You’re probably mindful of side effects — stomach aches, headaches, lethargy — that pop up in the first days or weeks after beginning a new medication. However, you might not realize drugs can actually cause new side effects months or years after starting a regimen, even if your body initially tolerated the medication quite well.
Whether you abruptly develop issues from an antibiotic you’ve been on and off for years, or an unconscious lifestyle factor is influencing your existing narcotic regimen, here’s what you need to know about your changing tolerance to medication.
The Factors That Spur New Side Effects
There are a number of factors that impact whether you’ll develop new side effects, including ebbs and flows in your body’s basic biology, explained Albert Ahn, an internal medicine physician at NYU Langone Health.
“The way you metabolize a drug can simply change over time, ” he said. “For instance, you could tolerate amoxicillin well for years, and then suddenly develop bad belly issues while taking it later on.”
According to Jen Wolfe, a senior care pharmacist in the Washington, D.C ., region, this particular shift can be chalked up to age.
“Your metabolism decreases over hour, meaning your body doesn’t get rid of it as fast, leaving higher concentrations of medication in the bloodstream, ” Wolfe said, which increases the likelihood of developing side effects.
Your metabolism lessenings overtime, entailing your body doesn’t get rid of it as fast, leaving higher concentrations of medication in the blood stream. Jen Wolfe, senior care pharmacist
Wolfe added that any change in your liver or kidney function — for instance, a condition like diabetes can decrease kidney function — will cause drugs to be metabolized slower, increasing the side-effect risk.
Lifestyle or physical alters can also affect the odds of developing side effects. Wolfe said a change in body fat may increase the likelihood of a drug reaction down the road. “Some narcotics are lipid-soluble and may concentrate in fatty tissues, such as some anti-anxiety meds, entailing you need a lower dose to avoid side effects, ” she said.
How much you’re drinking, and what you’re drinking( i.e ., alcohol ), is another concern.
“Some narcotics have the side effect of increasing the amount of salt your body retains, like prednisone, ” Wolfe explained. “You need to stay well-hydrated to keep that side effect at bay … In addition, many meds are metabolized by the liver, just like alcohol is. Alcohol can increase the side effects of certain drugs, because the liver will metabolize it before the drug, leaving you with a higher concentration of drug in the body.”

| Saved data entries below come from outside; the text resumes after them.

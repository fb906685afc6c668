use thiserror::Error;

/// Raised by validating construction when two adjacent elements are out of order.
#[derive(Debug, Clone, Copy, PartialEq, Eq, Error)]
#[error("unsorted input: array[{index}] > array[{}]", .index + 1)]
pub struct UnsortedArrayError {
    /// Smallest `i` such that `array[i]` orders after `array[i + 1]`.
    pub index: usize,
}

impl UnsortedArrayError {
    pub fn new(index: usize) -> Self {
        Self { index }
    }
}

pub type Result<T> = std::result::Result<T, UnsortedArrayError>;

#[cfg(test)]
mod tests {
    use super::*;

    #[test]
    fn test_message_names_both_positions() {
        let error = UnsortedArrayError::new(1);
        assert_eq!(error.to_string(), "unsorted input: array[1] > array[2]");
    }
}
pub mod binary_search;
pub mod cli;
pub mod comparator;
pub mod error;
pub mod experiment;
pub mod linear_scan;
pub mod math;
pub mod sorted_array;

pub use comparator::{Ascending, Comparator, Descending};
pub use error::{Result, UnsortedArrayError};
pub use sorted_array::{BuildOptions, Direction, Found, SearchOptions, SortedArray};
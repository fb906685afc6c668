use std::ops::{Bound, RangeBounds};

/// Floor of the average of `l` and `r` without overflowing.
pub fn midpoint(l: usize, r: usize) -> usize {
    l + (r - l) / 2
}

/// Resolve optional half-open bounds against a sequence of length `len`.
///
/// Missing bounds default to the whole sequence and supplied bounds are
/// clamped to `[0, len]`. The result may be empty (`left >= right`).
pub fn clamp_range(left: Option<usize>, right: Option<usize>, len: usize) -> (usize, usize) {
    let left = left.unwrap_or(0).min(len);
    let right = right.unwrap_or(len).min(len);
    (left, right)
}

/// Convert any range expression into optional half-open bounds.
pub fn range_bounds<R: RangeBounds<usize>>(range: &R) -> (Option<usize>, Option<usize>) {
    let left = match range.start_bound() {
        Bound::Included(&start) => Some(start),
        Bound::Excluded(&start) => Some(start.saturating_add(1)),
        Bound::Unbounded => None,
    };
    let right = match range.end_bound() {
        Bound::Included(&end) => Some(end.saturating_add(1)),
        Bound::Excluded(&end) => Some(end),
        Bound::Unbounded => None,
    };
    (left, right)
}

Alcohol can increase the side effects of certain medications, because the liver will metabolize it before the medication, leaving you with a higher concentration of medication in the body. Wolfe
Changes in your diet can also affect how your body processes a drug, according to Wolfe.
“The acidity of your belly will determine how well certain narcotics are absorbed, ” she explained. “So, even doing something as simple as starting to skip breakfast, but continuing to take a medication in the morning, could increase or lessen the amount of medication absorbed by the stomach — depending on the type of medication you are taking.”
And be wary of those multivitamins. According to Ahn, people often think of dietary supplements as innocuous, but they too can have a major impact on how you process your pills.
“When we go over medication list, a lot of patients forget to list the supplements they’re taking, ” he explained. “Many people think they can’t interact with drugs, but they can.”
When you’re asked to list the medications you’re taking at the doctor’s office, make sure you let your doctor know about medications, supplements and over-the-counter drugs you take regularly. Don’t start anything new if you’re unsure how the substance may interact with existing medications.